Ce tournant majeur dans l’enquête découle de la saisie d’e-mails échangés entre la MIC et Elevante Property Services Ltd, notamment au sujet de l’évaluation de l’hôtel Ambre. Ces correspondances, récupérées lors d’une descente à la MIC le 5 avril, ont permis de faire avancer l’enquête sur des malversations financières estimées à Rs 300 millions.
Après six jours de détention en cellule policière, l’ex-CEO de la MIC, Jitendra Bissessur, a été conduit hier en cour de Port-Louis Sud hier où il a recouvré la liberté provisoire contre deux cautions de Rs 300 000 et une reconnaissance de dette de Rs 5 millions. Il était retourné à la Financial Crimes Commission (FCC) pour une enquête approfondie, en compagnie de son avocat, Mᵉ Shyam Servansingh. Cette audition survient suite à des échanges de mails obtenus après une descente effectuée à la MIC le samedi 5 avril. Sona avocat a expliqué que, vu son état de santé, son client coopère pleinement avec les autorités en fournissant des informations et témoignages importants.
Le «head valuation officer» d’Elevante Property Services Ltd arrêté
Parallèlement, les enquêteurs ont perquisitionné les bureaux d’Elevante Property Services Ltd jeudi dernier. Cette société avait réalisé trois évaluations immobilières pour le compte de la MIC dans le cadre du rachat d’actions d’Apavou Hotels Ltd. Un des rapports, officiellement daté de mai 2024, aurait été antidaté à janvier 2024 – une falsification qui soulève de sérieuses interrogations. Interrogé under warning vendredi dernier, Jhamille Couveline avait d’abord affirmé avoir uniquement collaboré sur les aspects techniques de l’évaluation. Cependant, les enquêteurs s’intéressent désormais aux altérations de dates et cherchent à identifier la ou les personnes responsables de ces manipulations. Hier, Couveline s’est présenté de nouveau à la FCC, cette fois accompagné de son avocat, Mᵉ Neelkhant Dulloo. Il a été arrêté.

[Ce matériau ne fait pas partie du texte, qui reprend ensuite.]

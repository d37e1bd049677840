pub mod aggregate;

pub use aggregate::{Checkpoint, CheckpointDto};
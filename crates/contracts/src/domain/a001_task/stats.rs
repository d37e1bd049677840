use super::aggregate::{Task, TaskStatus};
use std::collections::BTreeMap;

#[derive(Debug, Clone, Copy, PartialEq, Eq, Default)]
pub struct TaskStats {
    pub total: usize,
    pub completed: usize,
    pub pending: usize,
    pub overdue: usize,
}

impl TaskStats {
    pub fn collect<'a, I: IntoIterator<Item = &'a Task>>(tasks: I) -> Self {
        tasks.into_iter().fold(Self::default(), |mut acc, t| {
            acc.total += 1;
            match t.status {
                TaskStatus::Completed => acc.completed += 1,
                TaskStatus::Pending => acc.pending += 1,
                TaskStatus::Overdue => acc.overdue += 1,
                _ => {}
            }
            acc
        })
    }
}

/// Tasks bucketed by the date part of their start time, dates ascending.
/// Order inside a bucket is preserved.
pub fn group_by_start_date<'a, I: IntoIterator<Item = &'a Task>>(tasks: I) -> BTreeMap<String, Vec<&'a Task>> {
    let mut groups: BTreeMap<String, Vec<&'a Task>> = BTreeMap::new();
    for task in tasks {
        groups.entry(task.start_date_key()).or_default().push(task);
    }
    groups
}

#[cfg(test)]
mod tests {
    use super::*;
    use crate::domain::a001_task::samples::task_at;

    #[test]
    fn test_stats_count_by_status() {
        let tasks = vec![
            task_at(1, "Routine", "2025-08-09T09:00", 30, TaskStatus::Completed),
            task_at(2, "Routine", "2025-08-09T09:00", 30, TaskStatus::Pending),
            task_at(3, "Routine", "2025-08-09T09:00", 30, TaskStatus::Overdue),
            task_at(4, "Routine", "2025-08-09T09:00", 30, TaskStatus::Assigned),
        ];
        let stats = TaskStats::collect(&tasks);
        assert_eq!(
            stats,
            TaskStats {
                total: 4,
                completed: 1,
                pending: 1,
                overdue: 1
            }
        );
    }

    #[test]
    fn test_group_by_date_sorted() {
        let tasks = vec![
            task_at(1, "Routine", "2025-08-10T09:00", 30, TaskStatus::Assigned),
            task_at(2, "Routine", "2025-08-09T09:00", 30, TaskStatus::Assigned),
            task_at(3, "Routine", "2025-08-10T07:00", 30, TaskStatus::Assigned),
        ];
        let groups = group_by_start_date(&tasks);
        let keys: Vec<&String> = groups.keys().collect();
        assert_eq!(keys, vec!["2025-08-09", "2025-08-10"]);
        let ids: Vec<u64> = groups["2025-08-10"].iter().map(|t| t.id.0).collect();
        assert_eq!(ids, vec![1, 3]);
    }
}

Des doutes émergent sur la proximité entre la MIC et Elevante, qui a reçu de gros contrats de la MIC. Les enquêteurs ont aussi auditionné un représentant d’Elevante, qui a confirmé que Couveline, leur évaluateur senior, avait été licencié. La MIC, rappelons-le, détenait des actifs de Rs 82 milliards en juin 2024, dont Rs 7,4 milliards en investissements immobiliers évalués par Elevante.
«Modus operandi» de l’achat
En décembre 2022, une évaluation de l’entreprise Ambre a été faite, avec une estimation de sa valeur à Rs 3 milliards. L’offre initiale prévoyait que la MIC acquière une participation de 70 % dans l’East Coast de la part d’Apavou Hotels Ltd, pour un prix de Rs 2,1 milliards, le solde de 30 % étant détenu par Sun Ltd. Cette évaluation a été réalisée par Elevante Property Services Ltd, qui a estimé la valeur d’East Coast à environ Rs 3 milliards. Cette proposition a été présentée au comité d’investissement de la MIC le 6 décembre 2022 et celui-ci a recommandé l’investissement au conseil d’administration, sous réserve de conditions. Cependant, lors de la réunion du conseil d’administration du 22 décembre 2022, le président du conseil, Mark Florman, a suggéré que tous les membres du conseil examinent à nouveau la proposition et en discutent à la réunion suivante. Cette proposition a figuré à l’ordre du jour de la réunion du conseil prévue en janvier 2023, mais elle n’a pas été discutée à ce moment-là.
En janvier-février 2023, la MIC a recommandé l’acquisition d’Apavou à Rs 2,4 milliards, basée sur cette première évaluation. Un an plus tard, en janvier 2024, Jitendra Bissessur a reçu un e-mail d’Armand Apavou, le propriétaire principal d’Apavou Hotels Ltd, faisant référence à des discussions précédentes et à une proposition de vente de la participation de 70 % dans East Coast pour un montant de 48 millions d’euros. Cette proposition a été approuvée à l’unanimité par le conseil d’administration après des discussions, lors d’une réunion présidée par Kona Yerokunondu, alors first governor de la Banque de Maurice. En février 2024, le board a validé la proposition d’acquisition, qui comprenait l’achat de 1 596 actions de classe B d’East Coast Hotel Investment Ltd représentant 70 % du capital social. Cette approbation a été suivie d’une deuxième évaluation de la valeur d’East Coast, effectuée à la fin de janvier 2024, estimant la valeur à Rs 3,5 milliards.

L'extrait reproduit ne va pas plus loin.